### What you need to do
Here are some entries; quote each one exactly.
● ● ●
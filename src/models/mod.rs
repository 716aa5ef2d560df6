pub mod history;
pub mod status;

pub use history::{HistoryAction, HistoryMetadata, LineChange, LineSummary};
pub use status::{evaluate, required_status, OrderAction, OrderStatus, OrderType, TransitionOutcome};
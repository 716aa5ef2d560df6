use config::{Config, ConfigError, Environment, File};
use serde::Deserialize;
use std::env;
use std::path::Path;
use thiserror::Error;
use tracing::{error, info};
use validator::Validate;

const DEFAULT_LOG_LEVEL: &str = "info";
const DEFAULT_ENV: &str = "development";
const DEFAULT_HOST: &str = "0.0.0.0";
const DEFAULT_PORT: u16 = 8080;
const CONFIG_DIR: &str = "config";
const DEFAULT_SALES_PREFIX: &str = "SO";
const DEFAULT_PURCHASE_PREFIX: &str = "PO";

/// Shipment creation policy.
#[derive(Clone, Debug, Default, Deserialize, Validate)]
#[serde(deny_unknown_fields)]
pub struct ShipmentConfig {
    /// When true, CREATE_SHIPMENT hard-fails if any line is short.
    /// When false (default) the availability check is advisory only and
    /// the operator may proceed with a shortage.
    #[serde(default)]
    pub require_full_stock: bool,
}

/// Application configuration with validation.
#[derive(Clone, Debug, Deserialize, Validate)]
#[serde(deny_unknown_fields)]
pub struct AppConfig {
    /// Database connection URL
    pub database_url: String,

    #[serde(default = "default_host")]
    pub host: String,

    #[validate(range(min = 1, message = "Port must be non-zero"))]
    #[serde(default = "default_port")]
    pub port: u16,

    #[serde(default = "default_environment")]
    pub environment: String,

    #[serde(default = "default_log_level")]
    pub log_level: String,

    /// Emit logs as JSON instead of human-readable text
    #[serde(default)]
    pub log_json: bool,

    #[serde(default = "default_db_max_connections")]
    pub db_max_connections: u32,

    #[serde(default = "default_db_min_connections")]
    pub db_min_connections: u32,

    #[serde(default)]
    pub shipment: ShipmentConfig,

    /// Order-number prefix for sales orders (`SO-00001`)
    #[validate(length(min = 1, max = 8))]
    #[serde(default = "default_sales_prefix")]
    pub sales_order_prefix: String,

    /// Order-number prefix for purchase orders (`PO-00001`)
    #[validate(length(min = 1, max = 8))]
    #[serde(default = "default_purchase_prefix")]
    pub purchase_order_prefix: String,
}

fn default_host() -> String {
    DEFAULT_HOST.to_string()
}
fn default_port() -> u16 {
    DEFAULT_PORT
}
fn default_environment() -> String {
    DEFAULT_ENV.to_string()
}
fn default_log_level() -> String {
    DEFAULT_LOG_LEVEL.to_string()
}
fn default_db_max_connections() -> u32 {
    10
}
fn default_db_min_connections() -> u32 {
    1
}
fn default_sales_prefix() -> String {
    DEFAULT_SALES_PREFIX.to_string()
}
fn default_purchase_prefix() -> String {
    DEFAULT_PURCHASE_PREFIX.to_string()
}

impl AppConfig {
    /// Construct a configuration directly; used by tests and tools that
    /// bypass file/environment layering.
    pub fn new(database_url: String, host: String, port: u16, environment: String) -> Self {
        Self {
            database_url,
            host,
            port,
            environment,
            log_level: default_log_level(),
            log_json: false,
            db_max_connections: default_db_max_connections(),
            db_min_connections: default_db_min_connections(),
            shipment: ShipmentConfig::default(),
            sales_order_prefix: default_sales_prefix(),
            purchase_order_prefix: default_purchase_prefix(),
        }
    }

    pub fn log_level(&self) -> &str {
        &self.log_level
    }

    pub fn server_addr(&self) -> String {
        format!("{}:{}", self.host, self.port)
    }

    pub fn is_production(&self) -> bool {
        self.environment.eq_ignore_ascii_case("production")
    }
}

#[derive(Debug, Error)]
pub enum AppConfigError {
    #[error("configuration load error: {0}")]
    Load(#[from] ConfigError),
    #[error("configuration validation error: {0}")]
    Validation(validator::ValidationErrors),
}

/// Initializes tracing using the provided log level as the default filter.
pub fn init_tracing(level: &str, json: bool) {
    use tracing_subscriber::{fmt, EnvFilter};

    let default_directive = format!("orderflow_api={},tower_http=debug", level);
    let filter_directive = env::var("RUST_LOG")
        .ok()
        .filter(|s| !s.trim().is_empty())
        .unwrap_or(default_directive);

    if json {
        let _ = fmt()
            .with_env_filter(EnvFilter::new(filter_directive))
            .json()
            .try_init();
    } else {
        let _ = fmt()
            .with_env_filter(EnvFilter::new(filter_directive))
            .try_init();
    }
}

/// Loads application configuration.
///
/// Layers configuration sources in this order:
/// 1. Default config (config/default.toml)
/// 2. Environment-specific config (config/{env}.toml)
/// 3. Environment variables (APP__*)
pub fn load_config() -> Result<AppConfig, AppConfigError> {
    let run_env = env::var("RUN_ENV")
        .or_else(|_| env::var("APP_ENV"))
        .unwrap_or_else(|_| DEFAULT_ENV.to_string());
    info!("Loading configuration for environment: {}", run_env);

    if !Path::new(CONFIG_DIR).exists() {
        info!(
            "Config directory '{}' not found; relying on built-in defaults and environment variables",
            CONFIG_DIR
        );
    }

    let config = Config::builder()
        .set_default("database_url", "sqlite://orderflow.db?mode=rwc")?
        .set_default("host", DEFAULT_HOST)?
        .set_default("port", DEFAULT_PORT)?
        .set_default("environment", DEFAULT_ENV)?
        .set_default("log_level", DEFAULT_LOG_LEVEL)?
        .set_default("log_json", false)?
        .add_source(File::with_name(&format!("{}/default", CONFIG_DIR)).required(false))
        .add_source(File::with_name(&format!("{}/{}", CONFIG_DIR, run_env)).required(false))
        .add_source(Environment::with_prefix("APP").separator("__"))
        .build()?;

    let app_config: AppConfig = config.try_deserialize()?;

    app_config.validate().map_err(|e| {
        error!("Configuration validation failed: {:?}", e);
        AppConfigError::Validation(e)
    })?;

    info!("Configuration loaded successfully");
    Ok(app_config)
}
● ● ●
### Written answer
filename src/models/mod.rs
repository 716aa5ef2d560df6
pub mod history;
pub mod status;

pub use history::{HistoryAction, HistoryMetadata, LineChange, LineSummary};
pub use status::{evaluate, required_status, OrderAction, OrderStatus, OrderType, TransitionOutcome};
repository 716aa5ef2d560df6
use config::{Config, ConfigError, Environment, File};
use serde::Deserialize;
use std::env;
use std::path::Path;
use thiserror::Error;
use tracing::{error, info};
use validator::Validate;

const DEFAULT_LOG_LEVEL: &str = "info";
const DEFAULT_ENV: &str = "development";
const DEFAULT_HOST: &str = "0.0.0.0";
const DEFAULT_PORT: u16 = 8080;
const CONFIG_DIR: &str = "config";
const DEFAULT_SALES_PREFIX: &str = "SO";
const DEFAULT_PURCHASE_PREFIX: &str = "PO";

/// Shipment creation policy.
#[derive(Clone, Debug, Default, Deserialize, Validate)]
#[serde(deny_unknown_fields)]
pub struct ShipmentConfig {
    /// When true, CREATE_SHIPMENT hard-fails if any line is short.
    /// When false (default) the availability check is advisory only and
    /// the operator may proceed with a shortage.
    #[serde(default)]
    pub require_full_stock: bool,
}

/// Application configuration with validation.
#[derive(Clone, Debug, Deserialize, Validate)]
#[serde(deny_unknown_fields)]
pub struct AppConfig {
    /// Database connection URL
    pub database_url: String,

    #[serde(default = "default_host")]
    pub host: String,

    #[validate(range(min = 1, message = "Port must be non-zero"))]
    #[serde(default = "default_port")]
    pub port: u16,

    #[serde(default = "default_environment")]
    pub environment: String,

    #[serde(default = "default_log_level")]
    pub log_level: String,

    /// Emit logs as JSON instead of human-readable text
    #[serde(default)]
    pub log_json: bool,

    #[serde(default = "default_db_max_connections")]
    pub db_max_connections: u32,

    #[serde(default = "default_db_min_connections")]
    pub db_min_connections: u32,

    #[serde(default)]
    pub shipment: ShipmentConfig,

    /// Order-number prefix for sales orders (`SO-00001`)
    #[validate(length(min = 1, max = 8))]
    #[serde(default = "default_sales_prefix")]
    pub sales_order_prefix: String,

    /// Order-number prefix for purchase orders (`PO-00001`)
    #[validate(length(min = 1, max = 8))]
    #[serde(default = "default_purchase_prefix")]
    pub purchase_order_prefix: String,
}

fn default_host() -> String {
    DEFAULT_HOST.to_string()
}
fn default_port() -> u16 {
    DEFAULT_PORT
}
fn default_environment() -> String {
    DEFAULT_ENV.to_string()
}
fn default_log_level() -> String {
    DEFAULT_LOG_LEVEL.to_string()
}
fn default_db_max_connections() -> u32 {
    10
}
fn default_db_min_connections() -> u32 {
    1
}
fn default_sales_prefix() -> String {
    DEFAULT_SALES_PREFIX.to_string()
}
fn default_purchase_prefix() -> String {
    DEFAULT_PURCHASE_PREFIX.to_string()
}

impl AppConfig {
    /// Construct a configuration directly; used by tests and tools that
    /// bypass file/environment layering.
    pub fn new(database_url: String, host: String, port: u16, environment: String) -> Self {
        Self {
            database_url,
            host,
            port,
            environment,
            log_level: default_log_level(),
            log_json: false,
            db_max_connections: default_db_max_connections(),
            db_min_connections: default_db_min_connections(),
            shipment: ShipmentConfig::default(),
            sales_order_prefix: default_sales_prefix(),
            purchase_order_prefix: default_purchase_prefix(),
        }
    }

    pub fn log_level(&self) -> &str {
        &self.log_level
    }

    pub fn server_addr(&self) -> String {
        format!("{}:{}", self.host, self.port)
    }

    pub fn is_production(&self) -> bool {
        self.environment.eq_ignore_ascii_case("production")
    }
}

#[derive(Debug, Error)]
pub enum AppConfigError {
    #[error("configuration load error: {0}")]
    Load(#[from] ConfigError),
    #[error("configuration validation error: {0}")]
    Validation(validator::ValidationErrors),
}

/// Initializes tracing using the provided log level as the default filter.
pub fn init_tracing(level: &str, json: bool) {
    use tracing_subscriber::{fmt, EnvFilter};

    let default_directive = format!("orderflow_api={},tower_http=debug", level);
    let filter_directive = env::var("RUST_LOG")
        .ok()
        .filter(|s| !s.trim().is_empty())
        .unwrap_or(default_directive);

    if json {
        let _ = fmt()
            .with_env_filter(EnvFilter::new(filter_directive))
            .json()
            .try_init();
    } else {
        let _ = fmt()
            .with_env_filter(EnvFilter::new(filter_directive))
            .try_init();
    }
}

/// Loads application configuration.
///
/// Layers configuration sources in this order:
/// 1. Default config (config/default.toml)
/// 2. Environment-specific config (config/{env}.toml)
/// 3. Environment variables (APP__*)
pub fn load_config() -> Result<AppConfig, AppConfigError> {
    let run_env = env::var("RUN_ENV")
        .or_else(|_| env::var("APP_ENV"))
        .unwrap_or_else(|_| DEFAULT_ENV.to_string());
    info!("Loading configuration for environment: {}", run_env);

    if !Path::new(CONFIG_DIR).exists() {
        info!(
            "Config directory '{}' not found; relying on built-in defaults and environment variables",
            CONFIG_DIR
        );
    }

    let config = Config::builder()
        .set_default("database_url", "sqlite://orderflow.db?mode=rwc")?
        .set_default("host", DEFAULT_HOST)?
        .set_default("port", DEFAULT_PORT)?
        .set_default("environment", DEFAULT_ENV)?
        .set_default("log_level", DEFAULT_LOG_LEVEL)?
        .set_default("log_json", false)?
        .add_source(File::with_name(&format!("{}/default", CONFIG_DIR)).required(false))
        .add_source(File::with_name(&format!("{}/{}", CONFIG_DIR, run_env)).required(false))
        .add_source(Environment::with_prefix("APP").separator("__"))
        .build()?;

    let app_config: AppConfig = config.try_deserialize()?;

    app_config.validate().map_err(|e| {
        error!("Configuration validation failed: {:?}", e);
        AppConfigError::Validation(e)
    })?;

    info!("Configuration loaded successfully");
    Ok(app_config)
}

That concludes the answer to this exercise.